View Full Version : Fertilize this lawn now or wait till Fall?
02-20-2006, 11:10 PM
I have this customer with some type of cool season grass (at least it stays mostly green in winter so I assume it is) and I've read that they can be fertilized (fescue that is) in February. Also in Sep and Nov. Well he wants to put out seed in the fall so was wondering if fertlizer application would be recommended now or then or both maybe. If my pics posted, you can see he may need some seed in spring too if it's worth it. I just did a soil test and have results stating a 15-0-14 or EQUIV per 1000 sq. ft type fertilizer is recommended. He's hoping the lawn will thicken up some this spring on it's own in his backyard where it's sparse and shaded moreso. I could use some work right now but didn't want to recommend a fertilizer application unless it will benefit the yard for the spring.
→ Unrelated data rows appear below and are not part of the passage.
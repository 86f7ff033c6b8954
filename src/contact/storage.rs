/// SQLite persistence layer for contacts
///
/// Tags and custom fields are stored as JSON columns; lookup fields stay
/// relational for indexed access by id, team and phone.

use crate::contact::types::Contact;
use anyhow::Result;
use sqlx::{sqlite::SqlitePool, Row};

/// SQLite-based contact storage manager
#[derive(Debug, Clone)]
pub struct ContactStorage {
    /// SQLite connection pool
    pool: SqlitePool,
}

impl ContactStorage {
    /// Create new storage instance with database connection
    pub fn new(pool: SqlitePool) -> Self {
        Self { pool }
    }

    /// Initialize the contact storage schema
    pub async fn init_schema(&self) -> Result<()> {
        sqlx::query(
            r#"
            CREATE TABLE IF NOT EXISTS contacts (
                id TEXT PRIMARY KEY,
                team_id TEXT NOT NULL,
                name TEXT NOT NULL,
                phone TEXT NOT NULL,
                tags JSON NOT NULL DEFAULT '[]',
                custom_fields JSON NOT NULL DEFAULT '{}',
                created_at TIMESTAMP DEFAULT CURRENT_TIMESTAMP,
                updated_at TIMESTAMP DEFAULT CURRENT_TIMESTAMP
            )
            "#,
        )
        .execute(&self.pool)
        .await?;

        sqlx::query("CREATE INDEX IF NOT EXISTS idx_contacts_phone ON contacts(team_id, phone)")
            .execute(&self.pool)
            .await?;

        Ok(())
    }

    /// Store a new contact or update an existing one
    pub async fn save_contact(&self, contact: &Contact) -> Result<()> {
        let tags_json = serde_json::to_string(&contact.tags)?;
        let fields_json = serde_json::to_string(&contact.custom_fields)?;

        sqlx::query(
            r#"
            INSERT INTO contacts (id, team_id, name, phone, tags, custom_fields, updated_at)
            VALUES (?, ?, ?, ?, ?, ?, CURRENT_TIMESTAMP)
            ON CONFLICT(id) DO UPDATE SET
                team_id = excluded.team_id,
                name = excluded.name,
                phone = excluded.phone,
                tags = excluded.tags,
                custom_fields = excluded.custom_fields,
                updated_at = CURRENT_TIMESTAMP
            "#,
        )
        .bind(&contact.id)
        .bind(&contact.team_id)
        .bind(&contact.name)
        .bind(&contact.phone)
        .bind(&tags_json)
        .bind(&fields_json)
        .execute(&self.pool)
        .await?;

        Ok(())
    }

    /// Retrieve a contact by ID
    pub async fn get_contact(&self, id: &str) -> Result<Option<Contact>> {
        let row = sqlx::query(
            "SELECT id, team_id, name, phone, tags, custom_fields FROM contacts WHERE id = ?",
        )
        .bind(id)
        .fetch_optional(&self.pool)
        .await?;

        row.map(row_to_contact).transpose()
    }

    /// Retrieve a contact by team and phone number
    ///
    /// Used by the trigger layer to resolve the acting entity from an
    /// inbound message payload.
    pub async fn find_by_phone(&self, team_id: &str, phone: &str) -> Result<Option<Contact>> {
        let row = sqlx::query(
            "SELECT id, team_id, name, phone, tags, custom_fields \
             FROM contacts WHERE team_id = ? AND phone = ?",
        )
        .bind(team_id)
        .bind(phone)
        .fetch_optional(&self.pool)
        .await?;

        row.map(row_to_contact).transpose()
    }
}

fn row_to_contact(row: sqlx::sqlite::SqliteRow) -> Result<Contact> {
    let tags_json: String = row.get("tags");
    let fields_json: String = row.get("custom_fields");

    Ok(Contact {
        id: row.get("id"),
        team_id: row.get("team_id"),
        name: row.get("name"),
        phone: row.get("phone"),
        tags: serde_json::from_str(&tags_json)?,
        custom_fields: serde_json::from_str(&fields_json)?,
    })
}

#[cfg(test)]
mod tests {
    use super::*;
    use serde_json::json;
    use sqlx::sqlite::SqlitePoolOptions;

    async fn memory_storage() -> ContactStorage {
        let pool = SqlitePoolOptions::new()
            .max_connections(1)
            .connect("sqlite::memory:")
            .await
            .unwrap();
        let storage = ContactStorage::new(pool);
        storage.init_schema().await.unwrap();
        storage
    }

    fn sample_contact() -> Contact {
        let mut custom_fields = serde_json::Map::new();
        custom_fields.insert("city".to_string(), json!("Lisbon"));

        Contact {
            id: "c1".to_string(),
            team_id: "team-1".to_string(),
            name: "Ana".to_string(),
            phone: "+351900000001".to_string(),
            tags: vec!["lead".to_string()],
            custom_fields,
        }
    }

    #[tokio::test]
    async fn save_and_get_preserves_tags_and_custom_fields() {
        let storage = memory_storage().await;
        storage.save_contact(&sample_contact()).await.unwrap();

        let loaded = storage.get_contact("c1").await.unwrap().unwrap();
        assert_eq!(loaded.name, "Ana");
        assert!(loaded.has_tag("lead"));
        assert_eq!(loaded.custom_fields.get("city"), Some(&json!("Lisbon")));
    }

    #[tokio::test]
    async fn find_by_phone_scopes_to_team() {
        let storage = memory_storage().await;
        storage.save_contact(&sample_contact()).await.unwrap();

        let found = storage
            .find_by_phone("team-1", "+351900000001")
            .await
            .unwrap();
        assert!(found.is_some());

        let other_team = storage
            .find_by_phone("team-2", "+351900000001")
            .await
            .unwrap();
        assert!(other_team.is_none());
    }

    #[tokio::test]
    async fn upsert_replaces_mutable_fields() {
        let storage = memory_storage().await;
        let mut contact = sample_contact();
        storage.save_contact(&contact).await.unwrap();

        contact.tags.push("customer".to_string());
        storage.save_contact(&contact).await.unwrap();

        let loaded = storage.get_contact("c1").await.unwrap().unwrap();
        assert_eq!(loaded.tags, vec!["lead".to_string(), "customer".to_string()]);
    }
}
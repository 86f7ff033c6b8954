/// Automation management REST API endpoints
///
/// CRUD operations for automation definitions with hot-reload into the
/// registry, plus read endpoints for run records and node logs.
/// Every definition change swaps the registry immediately; a paused or
/// deleted automation stops receiving triggers without a restart.

use crate::{
    automation::{registry::AutomationRegistry, storage::AutomationStorage, Automation},
    runlog::RunLogStorage,
};
use axum::{
    extract::{Path, State},
    http::StatusCode,
    response::Json,
    routing::{delete, get, post, put},
    Router,
};
use serde::{Deserialize, Serialize};
use serde_json::{json, Value};
use std::sync::Arc;

/// Application state containing shared resources
#[derive(Clone)]
pub struct AppState {
    /// Automation definition persistence
    pub storage: AutomationStorage,
    /// Hot-reload registry for in-memory automations
    pub registry: Arc<AutomationRegistry>,
    /// Run and node audit records
    pub run_logs: RunLogStorage,
}

/// Response for automation creation/update operations
#[derive(Debug, Serialize)]
pub struct AutomationResponse {
    pub id: String,
    pub message: String,
}

/// Request body for automation creation and update
#[derive(Debug, Deserialize)]
pub struct SaveAutomationRequest {
    pub automation: Automation,
}

/// Create automation management routes
pub fn create_automation_routes() -> Router<AppState> {
    Router::new()
        .route("/api/automations", post(create_automation))
        .route("/api/automations", get(list_automations))
        .route("/api/automations/{id}", get(get_automation))
        .route("/api/automations/{id}", put(update_automation))
        .route("/api/automations/{id}", delete(delete_automation))
        .route("/api/automations/{id}/runs", get(list_runs))
        .route("/api/runs/{run_id}/nodes", get(list_node_logs))
}

/// Create a new automation
///
/// POST /api/automations
/// Body: { "automation": { "id": "...", "team_id": "...", "name": "...",
///         "status": "active", "nodes": [...], "edges": [...] } }
async fn create_automation(
    State(state): State<AppState>,
    Json(payload): Json<SaveAutomationRequest>,
) -> Result<Json<AutomationResponse>, StatusCode> {
    let automation = payload.automation;

    if automation.id.is_empty() || automation.name.is_empty() || automation.team_id.is_empty() {
        return Err(StatusCode::BAD_REQUEST);
    }

    match state.storage.get_automation(&automation.id).await {
        Ok(Some(_)) => return Err(StatusCode::CONFLICT),
        Ok(None) => {}
        Err(_) => return Err(StatusCode::INTERNAL_SERVER_ERROR),
    }

    if let Err(e) = state.storage.save_automation(&automation).await {
        tracing::error!("Failed to save automation: {}", e);
        return Err(StatusCode::INTERNAL_SERVER_ERROR);
    }

    if let Err(e) = state.registry.reload_automation(&automation.id).await {
        tracing::error!("Failed to reload automation into registry: {}", e);
        return Err(StatusCode::INTERNAL_SERVER_ERROR);
    }

    tracing::info!("🔥 Created automation: {} ({})", automation.id, automation.name);

    Ok(Json(AutomationResponse {
        id: automation.id.clone(),
        message: format!("Automation '{}' created successfully", automation.name),
    }))
}

/// List all automations
///
/// GET /api/automations
async fn list_automations(State(state): State<AppState>) -> Result<Json<Value>, StatusCode> {
    match state.storage.list_automations().await {
        Ok(automations) => Ok(Json(json!({ "automations": automations }))),
        Err(e) => {
            tracing::error!("Failed to list automations: {}", e);
            Err(StatusCode::INTERNAL_SERVER_ERROR)
        }
    }
}

/// Get a specific automation by ID
///
/// GET /api/automations/:id
async fn get_automation(
    State(state): State<AppState>,
    Path(id): Path<String>,
) -> Result<Json<Automation>, StatusCode> {
    match state.storage.get_automation(&id).await {
        Ok(Some(automation)) => Ok(Json(automation)),
        Ok(None) => Err(StatusCode::NOT_FOUND),
        Err(e) => {
            tracing::error!("Failed to get automation {}: {}", id, e);
            Err(StatusCode::INTERNAL_SERVER_ERROR)
        }
    }
}

/// Update an existing automation
///
/// PUT /api/automations/:id
async fn update_automation(
    State(state): State<AppState>,
    Path(id): Path<String>,
    Json(payload): Json<SaveAutomationRequest>,
) -> Result<Json<AutomationResponse>, StatusCode> {
    let mut automation = payload.automation;

    // The URL parameter is authoritative for the id
    automation.id = id.clone();

    if automation.name.is_empty() || automation.team_id.is_empty() {
        return Err(StatusCode::BAD_REQUEST);
    }

    match state.storage.get_automation(&id).await {
        Ok(Some(_)) => {}
        Ok(None) => return Err(StatusCode::NOT_FOUND),
        Err(_) => return Err(StatusCode::INTERNAL_SERVER_ERROR),
    }

    if let Err(e) = state.storage.save_automation(&automation).await {
        tracing::error!("Failed to update automation: {}", e);
        return Err(StatusCode::INTERNAL_SERVER_ERROR);
    }

    if let Err(e) = state.registry.reload_automation(&automation.id).await {
        tracing::error!("Failed to reload updated automation into registry: {}", e);
        return Err(StatusCode::INTERNAL_SERVER_ERROR);
    }

    tracing::info!("🔥 Hot-reloaded automation: {} ({})", automation.id, automation.name);

    Ok(Json(AutomationResponse {
        id: automation.id.clone(),
        message: format!("Automation '{}' updated successfully", automation.name),
    }))
}

/// Delete an automation
///
/// DELETE /api/automations/:id
async fn delete_automation(
    State(state): State<AppState>,
    Path(id): Path<String>,
) -> Result<Json<Value>, StatusCode> {
    if let Err(e) = state.registry.remove_automation(&id).await {
        tracing::error!("Failed to remove automation from registry: {}", e);
        return Err(StatusCode::INTERNAL_SERVER_ERROR);
    }

    match state.storage.delete_automation(&id).await {
        Ok(true) => {
            tracing::info!("Deleted automation: {}", id);
            Ok(Json(json!({ "message": "Automation deleted successfully" })))
        }
        Ok(false) => Err(StatusCode::NOT_FOUND),
        Err(e) => {
            tracing::error!("Failed to delete automation: {}", e);
            Err(StatusCode::INTERNAL_SERVER_ERROR)
        }
    }
}

/// List recent runs of an automation
///
/// GET /api/automations/:id/runs
async fn list_runs(
    State(state): State<AppState>,
    Path(id): Path<String>,
) -> Result<Json<Value>, StatusCode> {
    match state.run_logs.list_runs(&id, 50).await {
        Ok(runs) => Ok(Json(json!({ "runs": runs }))),
        Err(e) => {
            tracing::error!("Failed to list runs for automation {}: {}", id, e);
            Err(StatusCode::INTERNAL_SERVER_ERROR)
        }
    }
}

/// List the node-level audit trail of one run
///
/// GET /api/runs/:run_id/nodes
async fn list_node_logs(
    State(state): State<AppState>,
    Path(run_id): Path<String>,
) -> Result<Json<Value>, StatusCode> {
    match state.run_logs.list_node_logs(&run_id).await {
        Ok(logs) => Ok(Json(json!({ "nodes": logs }))),
        Err(e) => {
            tracing::error!("Failed to list node logs for run {}: {}", run_id, e);
            Err(StatusCode::INTERNAL_SERVER_ERROR)
        }
    }
}
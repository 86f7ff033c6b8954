/// Hot-reload automation registry using ArcSwap
///
/// Provides lock-free, atomic updates to the in-memory automation
/// registry. Each update swaps the entire registry pointer, so concurrent
/// runs keep walking the snapshot they started with while new triggers
/// see the fresh definitions immediately.

use crate::automation::{storage::AutomationStorage, types::{Automation, AutomationStatus}};
use anyhow::Result;
use arc_swap::ArcSwap;
use std::{collections::HashMap, sync::Arc};

/// Lock-free automation registry for hot-reload capabilities
///
/// The registry is the single source of truth for triggerable automations
/// in memory. Paused and draft automations are held too, but lookups for
/// triggering only return active ones.
#[derive(Debug)]
pub struct AutomationRegistry {
    /// Thread-safe atomic pointer to the automation map
    /// Key: automation_id, Value: automation definition
    automations: ArcSwap<HashMap<String, Arc<Automation>>>,

    /// Reference to persistent storage for reload operations
    storage: AutomationStorage,
}

impl AutomationRegistry {
    /// Create new registry instance with storage backend
    pub fn new(storage: AutomationStorage) -> Self {
        Self {
            automations: ArcSwap::new(Arc::new(HashMap::new())),
            storage,
        }
    }

    /// Initialize registry by loading all automations from storage
    ///
    /// Called during application startup to populate the in-memory registry.
    pub async fn init_from_storage(&self) -> Result<()> {
        let stored = self.storage.load_all_automations().await?;
        let map: HashMap<String, Arc<Automation>> = stored
            .into_iter()
            .map(|(id, automation)| (id, Arc::new(automation)))
            .collect();

        self.automations.store(Arc::new(map));

        tracing::info!(
            "Initialized automation registry with {} automations",
            self.automations.load().len()
        );

        Ok(())
    }

    /// Hot-reload a single automation
    ///
    /// Updates or adds an automation using an atomic pointer swap. This
    /// operation is lock-free and does not block concurrent runs.
    pub async fn reload_automation(&self, automation_id: &str) -> Result<()> {
        let automation = self
            .storage
            .get_automation(automation_id)
            .await?
            .ok_or_else(|| anyhow::anyhow!("Automation not found: {}", automation_id))?;

        let current = self.automations.load();
        let mut next = (**current).clone();
        next.insert(automation_id.to_string(), Arc::new(automation));

        self.automations.store(Arc::new(next));

        tracing::info!("Hot-reloaded automation: {}", automation_id);

        Ok(())
    }

    /// Get an automation by ID regardless of status (lock-free read)
    pub fn get_automation(&self, automation_id: &str) -> Option<Arc<Automation>> {
        self.automations.load().get(automation_id).cloned()
    }

    /// Get an automation for triggering: only active ones qualify
    pub fn get_active_automation(&self, automation_id: &str) -> Option<Arc<Automation>> {
        self.automations
            .load()
            .get(automation_id)
            .filter(|automation| automation.status == AutomationStatus::Active)
            .cloned()
    }

    /// List all registered automation IDs
    pub fn list_automation_ids(&self) -> Vec<String> {
        self.automations.load().keys().cloned().collect()
    }

    /// Remove an automation from the registry
    pub async fn remove_automation(&self, automation_id: &str) -> Result<()> {
        let current = self.automations.load();
        let mut next = (**current).clone();

        if next.remove(automation_id).is_some() {
            self.automations.store(Arc::new(next));
            tracing::info!("Removed automation from registry: {}", automation_id);
        }

        Ok(())
    }
}

#[cfg(test)]
mod tests {
    use super::*;
    use crate::automation::types::{Node, NodeKind};
    use serde_json::json;
    use sqlx::sqlite::SqlitePoolOptions;

    async fn registry_with_storage() -> (AutomationRegistry, AutomationStorage) {
        let pool = SqlitePoolOptions::new()
            .max_connections(1)
            .connect("sqlite::memory:")
            .await
            .unwrap();
        let storage = AutomationStorage::new(pool);
        storage.init_schema().await.unwrap();
        (AutomationRegistry::new(storage.clone()), storage)
    }

    fn automation(id: &str, status: AutomationStatus) -> Automation {
        Automation {
            id: id.to_string(),
            team_id: "team-1".to_string(),
            name: "Flow".to_string(),
            status,
            nodes: vec![Node::new("n1", NodeKind::Trigger, "inbound_message", "Start", json!({}))],
            edges: vec![],
        }
    }

    #[tokio::test]
    async fn init_loads_all_stored_automations() {
        let (registry, storage) = registry_with_storage().await;
        storage.save_automation(&automation("a1", AutomationStatus::Active)).await.unwrap();
        storage.save_automation(&automation("a2", AutomationStatus::Draft)).await.unwrap();

        registry.init_from_storage().await.unwrap();

        assert_eq!(registry.list_automation_ids().len(), 2);
        assert!(registry.get_automation("a2").is_some());
    }

    #[tokio::test]
    async fn triggering_lookup_skips_non_active_automations() {
        let (registry, storage) = registry_with_storage().await;
        storage.save_automation(&automation("a1", AutomationStatus::Paused)).await.unwrap();
        registry.init_from_storage().await.unwrap();

        assert!(registry.get_active_automation("a1").is_none());

        let mut resumed = automation("a1", AutomationStatus::Active);
        resumed.name = "Resumed".to_string();
        storage.save_automation(&resumed).await.unwrap();
        registry.reload_automation("a1").await.unwrap();

        let active = registry.get_active_automation("a1").unwrap();
        assert_eq!(active.name, "Resumed");
    }

    #[tokio::test]
    async fn remove_is_idempotent() {
        let (registry, storage) = registry_with_storage().await;
        storage.save_automation(&automation("a1", AutomationStatus::Active)).await.unwrap();
        registry.init_from_storage().await.unwrap();

        registry.remove_automation("a1").await.unwrap();
        registry.remove_automation("a1").await.unwrap();
        assert!(registry.get_automation("a1").is_none());
    }
}
use tg_domain::config::{Config, ConfigSeverity, NoRolePolicy};

#[test]
fn default_host_is_localhost() {
    let config = Config::default();
    assert_eq!(config.server.host, "127.0.0.1");
    assert_eq!(config.server.port, 8021);
}

#[test]
fn explicit_zero_host_parses() {
    let toml_str = r#"
[server]
host = "0.0.0.0"
port = 9090
"#;
    let config: Config = toml::from_str(toml_str).unwrap();
    assert_eq!(config.server.host, "0.0.0.0");
    assert_eq!(config.server.port, 9090);
}

#[test]
fn default_no_role_policy_deletes() {
    let config = Config::default();
    assert_eq!(config.auth.no_role_policy, NoRolePolicy::Delete);
}

#[test]
fn no_role_policy_parses_from_toml() {
    let toml_str = r#"
[auth]
no_role_policy = "disable"
"#;
    let config: Config = toml::from_str(toml_str).unwrap();
    assert_eq!(config.auth.no_role_policy, NoRolePolicy::Disable);
}

#[test]
fn default_cache_matches_documented_limits() {
    let config = Config::default();
    assert_eq!(config.permission_cache.ttl_secs, 300);
    assert_eq!(config.permission_cache.max_entries, 50_000);
}

#[test]
fn zero_port_is_a_validation_error() {
    let toml_str = r#"
[server]
port = 0
"#;
    let config: Config = toml::from_str(toml_str).unwrap();
    let issues = config.validate();
    assert!(issues
        .iter()
        .any(|i| i.severity == ConfigSeverity::Error && i.field == "server.port"));
}

#[test]
fn defaults_validate_cleanly() {
    let issues = Config::default().validate();
    assert!(!issues.iter().any(|i| i.severity == ConfigSeverity::Error));
}
/// Shared error type used across all ToolGate crates.
#[derive(thiserror::Error, Debug)]
pub enum Error {
    #[error("IO: {0}")]
    Io(#[from] std::io::Error),

    #[error("JSON: {0}")]
    Json(#[from] serde_json::Error),

    #[error("HTTP: {0}")]
    Http(String),

    #[error("timeout: {0}")]
    Timeout(String),

    #[error("store: {0}")]
    Store(String),

    #[error("auth: {0}")]
    Auth(String),

    #[error("config: {0}")]
    Config(String),

    #[error("{0}")]
    Other(String),
}

pub type Result<T> = std::result::Result<T, Error>;
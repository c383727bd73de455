use serde::{Deserialize, Serialize};
use std::path::PathBuf;

// ━━━━━━━━━━━━━━━━━━━━━━━━━━━━━━━━━━━━━━━━━━━━━━━━━━━━━━━━━━━━━━━━━━
// State directory
// ━━━━━━━━━━━━━━━━━━━━━━━━━━━━━━━━━━━━━━━━━━━━━━━━━━━━━━━━━━━━━━━━━━

#[derive(Debug, Clone, Serialize, Deserialize)]
pub struct StateConfig {
    /// Directory holding the gateway's persistent state (`gateway.json`).
    #[serde(default = "d_state_path")]
    pub path: PathBuf,
}

impl Default for StateConfig {
    fn default() -> Self {
        Self {
            path: d_state_path(),
        }
    }
}

fn d_state_path() -> PathBuf {
    PathBuf::from("./data")
}
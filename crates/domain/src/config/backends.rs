use serde::{Deserialize, Serialize};

// ━━━━━━━━━━━━━━━━━━━━━━━━━━━━━━━━━━━━━━━━━━━━━━━━━━━━━━━━━━━━━━━━━━
// Backend connections
// ━━━━━━━━━━━━━━━━━━━━━━━━━━━━━━━━━━━━━━━━━━━━━━━━━━━━━━━━━━━━━━━━━━

#[derive(Debug, Clone, Serialize, Deserialize)]
pub struct BackendsConfig {
    /// Per-call timeout for `tools/call` forwarded to a backend.
    #[serde(default = "d_call_timeout")]
    pub call_timeout_secs: u64,
    /// Connect timeout for new backend connections (both transports).
    #[serde(default = "d_connect_timeout")]
    pub connect_timeout_secs: u64,
    /// Fixed delay between SSE reconnect attempts.
    #[serde(default = "d_reconnect_delay")]
    pub sse_reconnect_delay_secs: u64,
    /// Reconnect attempts before an SSE backend is given up on.
    #[serde(default = "d_reconnect_attempts")]
    pub sse_max_reconnect_attempts: u32,
}

impl Default for BackendsConfig {
    fn default() -> Self {
        Self {
            call_timeout_secs: d_call_timeout(),
            connect_timeout_secs: d_connect_timeout(),
            sse_reconnect_delay_secs: d_reconnect_delay(),
            sse_max_reconnect_attempts: d_reconnect_attempts(),
        }
    }
}

// ━━━━━━━━━━━━━━━━━━━━━━━━━━━━━━━━━━━━━━━━━━━━━━━━━━━━━━━━━━━━━━━━━━
// Health monitoring
// ━━━━━━━━━━━━━━━━━━━━━━━━━━━━━━━━━━━━━━━━━━━━━━━━━━━━━━━━━━━━━━━━━━

#[derive(Debug, Clone, Serialize, Deserialize)]
pub struct HealthConfig {
    /// Master switch for the background health loop.
    #[serde(default = "d_true")]
    pub enabled: bool,
    /// Seconds between health-check passes.
    #[serde(default = "d_check_interval")]
    pub check_interval_secs: u64,
    /// An HTTP backend with no success for this long gets probed.
    #[serde(default = "d_stale_timeout")]
    pub stale_timeout_secs: u64,
    /// Default timeout for discovery fan-out fetches. Degraded backends
    /// get a much shorter adaptive timeout instead.
    #[serde(default = "d_fetch_timeout")]
    pub discovery_timeout_secs: u64,
}

impl Default for HealthConfig {
    fn default() -> Self {
        Self {
            enabled: true,
            check_interval_secs: d_check_interval(),
            stale_timeout_secs: d_stale_timeout(),
            discovery_timeout_secs: d_fetch_timeout(),
        }
    }
}

// ── serde default helpers ───────────────────────────────────────────

fn d_true() -> bool {
    true
}
fn d_call_timeout() -> u64 {
    30
}
fn d_connect_timeout() -> u64 {
    10
}
fn d_reconnect_delay() -> u64 {
    2
}
fn d_reconnect_attempts() -> u32 {
    3
}
fn d_check_interval() -> u64 {
    30
}
fn d_stale_timeout() -> u64 {
    120
}
fn d_fetch_timeout() -> u64 {
    60
}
Thanks for the help/advice in advance.
02-20-2006, 11:14 PM
This guy looks like he has some problems other than needing a fert application.In the 1st pick I see compaction and drainage problems in the second pic could very well be a grub or cinch bug problem.The other guys on here will help diagnose it also.
02-20-2006, 11:49 PM
If he is not going to reseed until fall I would wait to fertilize then. make sure he plans to do it early sept. so the grass has plenty of time to germinate and get rooted in good before the temps drop in the fall. I also would do a higher nitrogen fertilizer application about a month after the seed germinates.
02-21-2006, 12:04 AM
Some very good replies here. Actually down here in NC, you can reseed all the way until mid October. That can flex a little depending on the rainfall amounts during that time period.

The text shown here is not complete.